• _WORK TASK_
Check each line of the data for "cannot", and copy the ones that have it.

Dataset entries:
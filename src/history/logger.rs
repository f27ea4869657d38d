//! Append-only run history
//!
//! Each report run is written as a single JSON line and flushed
//! immediately.

use std::fs::{File, OpenOptions};
use std::io::{BufRead, BufReader, Write};
use std::path::{Path, PathBuf};

use crate::error::{NorthwindError, NorthwindResult};

use super::entry::RunEntry;

/// Handles writing run entries to the history log (JSONL)
pub struct RunHistory {
    log_path: PathBuf,
}

impl RunHistory {
    pub fn new(log_path: PathBuf) -> Self {
        Self { log_path }
    }

    /// Append an entry to the history log
    pub fn record(&self, entry: &RunEntry) -> NorthwindResult<()> {
        if let Some(parent) = self.log_path.parent() {
            std::fs::create_dir_all(parent).map_err(|e| {
                NorthwindError::Io(format!("Failed to create history directory: {}", e))
            })?;
        }

        let mut file = OpenOptions::new()
            .create(true)
            .append(true)
            .open(&self.log_path)
            .map_err(|e| NorthwindError::Io(format!("Failed to open run history: {}", e)))?;

        let json = serde_json::to_string(entry)
            .map_err(|e| NorthwindError::Json(format!("Failed to serialize run entry: {}", e)))?;

        writeln!(file, "{}", json)
            .map_err(|e| NorthwindError::Io(format!("Failed to write run entry: {}", e)))?;

        file.flush()
            .map_err(|e| NorthwindError::Io(format!("Failed to flush run history: {}", e)))?;

        Ok(())
    }

    /// Read all entries, oldest first
    pub fn read_all(&self) -> NorthwindResult<Vec<RunEntry>> {
        if !self.log_path.exists() {
            return Ok(Vec::new());
        }

        let file = File::open(&self.log_path)
            .map_err(|e| NorthwindError::Io(format!("Failed to open run history: {}", e)))?;

        let reader = BufReader::new(file);
        let mut entries = Vec::new();

        for (line_num, line) in reader.lines().enumerate() {
            let line = line.map_err(|e| {
                NorthwindError::Io(format!(
                    "Failed to read run history line {}: {}",
                    line_num + 1,
                    e
                ))
            })?;

            if line.trim().is_empty() {
                continue;
            }

            let entry: RunEntry = serde_json::from_str(&line).map_err(|e| {
                NorthwindError::Json(format!(
                    "Failed to parse run entry at line {}: {}",
                    line_num + 1,
                    e
                ))
            })?;

            entries.push(entry);
        }

        Ok(entries)
    }

    /// The most recent `count` entries, oldest first
    pub fn read_recent(&self, count: usize) -> NorthwindResult<Vec<RunEntry>> {
        let mut entries = self.read_all()?;
        let start = entries.len().saturating_sub(count);
        Ok(entries.split_off(start))
    }

    pub fn path(&self) -> &Path {
        &self.log_path
    }
}
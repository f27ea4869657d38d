//! Configuration module for Northwind Reports
//!
//! This module provides configuration management including:
//! - Base directory resolution
//! - User settings persistence
//! - Default report parameters

pub mod paths;
pub mod settings;

pub use paths::NorthwindPaths;
pub use settings::Settings;
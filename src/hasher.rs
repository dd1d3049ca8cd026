use anyhow::{Context, Result};
use log::warn;
use std::fs::{self, File};
use std::hash::Hasher as _;
use std::io::{ErrorKind, Read};
use std::path::Path;
use twox_hash::XxHash64;

/// Bytes read per chunk; memory use stays fixed regardless of file size.
const CHUNK_SIZE: usize = 256 * 1024;

/// Streams a file through XxHash64.
pub fn try_compute(path: &Path) -> Result<u64> {
    let mut file =
        File::open(path).with_context(|| format!("Failed to open {}", path.display()))?;
    let mut hasher = XxHash64::with_seed(0);
    let mut buffer = vec![0u8; CHUNK_SIZE];

    loop {
        let read = match file.read(&mut buffer) {
            Ok(0) => break,
            Ok(n) => n,
            Err(e) if e.kind() == ErrorKind::Interrupted => continue,
            Err(e) => {
                return Err(e).with_context(|| format!("Failed to read {}", path.display()));
            }
        };
        hasher.write(&buffer[..read]);
    }
    Ok(hasher.finish())
}

/// Content digest of a file, or `None` when it cannot be read.
pub fn compute(path: &Path) -> Option<u64> {
    match try_compute(path) {
        Ok(digest) => Some(digest),
        Err(e) => {
            warn!("{:#}", e);
            None
        }
    }
}

/// Length of a regular file, `None` if it is absent or cannot be stat'ed.
pub fn file_length(path: &Path) -> Option<u64> {
    fs::metadata(path)
        .ok()
        .filter(|m| m.is_file())
        .map(|m| m.len())
}

/// Deterministic hash of a path string, used to bucket files whose length is
/// zero or unknown.
pub fn path_key(path: &Path) -> u64 {
    let mut hasher = XxHash64::with_seed(0);
    hasher.write(path.to_string_lossy().as_bytes());
    hasher.finish()
}
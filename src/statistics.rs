use serde::{Deserialize, Serialize};

/// Running totals for one scan. Only ever incremented.
#[derive(Debug, Default, Clone, Copy, PartialEq, Eq, Serialize, Deserialize)]
pub struct Counters {
    pub same: usize,
    pub diff: usize,
    pub miss: usize,
    /// Entries rejected by the include/exclude filters.
    pub skip: usize,
    pub delete_errors: usize,
}

impl Counters {
    pub fn total(&self) -> usize {
        self.same + self.diff + self.miss + self.skip
    }
}

#[derive(Debug, Clone, Copy, PartialEq, Eq, Serialize, Deserialize)]
#[serde(rename_all = "lowercase")]
pub enum GroupKind {
    Duplicate,
    Different,
    Missing,
    Unique,
}

#[derive(Debug, Clone, PartialEq, Eq, Serialize, Deserialize)]
pub struct ReportGroup {
    pub kind: GroupKind,
    #[serde(skip_serializing_if = "Option::is_none")]
    pub digest: Option<String>,
    pub files: Vec<String>,
}

#[derive(Debug, Serialize, Deserialize)]
pub struct ScanResults {
    pub levels: usize,
    pub duplicates: usize,
    pub differences: usize,
    pub missing: usize,
    pub skipped: usize,
    pub total: usize,
    pub scan_duration_seconds: f64,
    pub groups: Vec<ReportGroup>,
}

impl ScanResults {
    pub fn new(counters: &Counters, levels: usize, duration: f64, groups: Vec<ReportGroup>) -> Self {
        Self {
            levels,
            duplicates: counters.same,
            differences: counters.diff,
            missing: counters.miss,
            skipped: counters.skip,
            total: counters.total(),
            scan_duration_seconds: duration,
            groups,
        }
    }
}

• _PROBLEM SOLUTION_
/// Content digest of a file, or `None` when it cannot be read.
/// Length of a regular file, `None` if it is absent or cannot be stat'ed.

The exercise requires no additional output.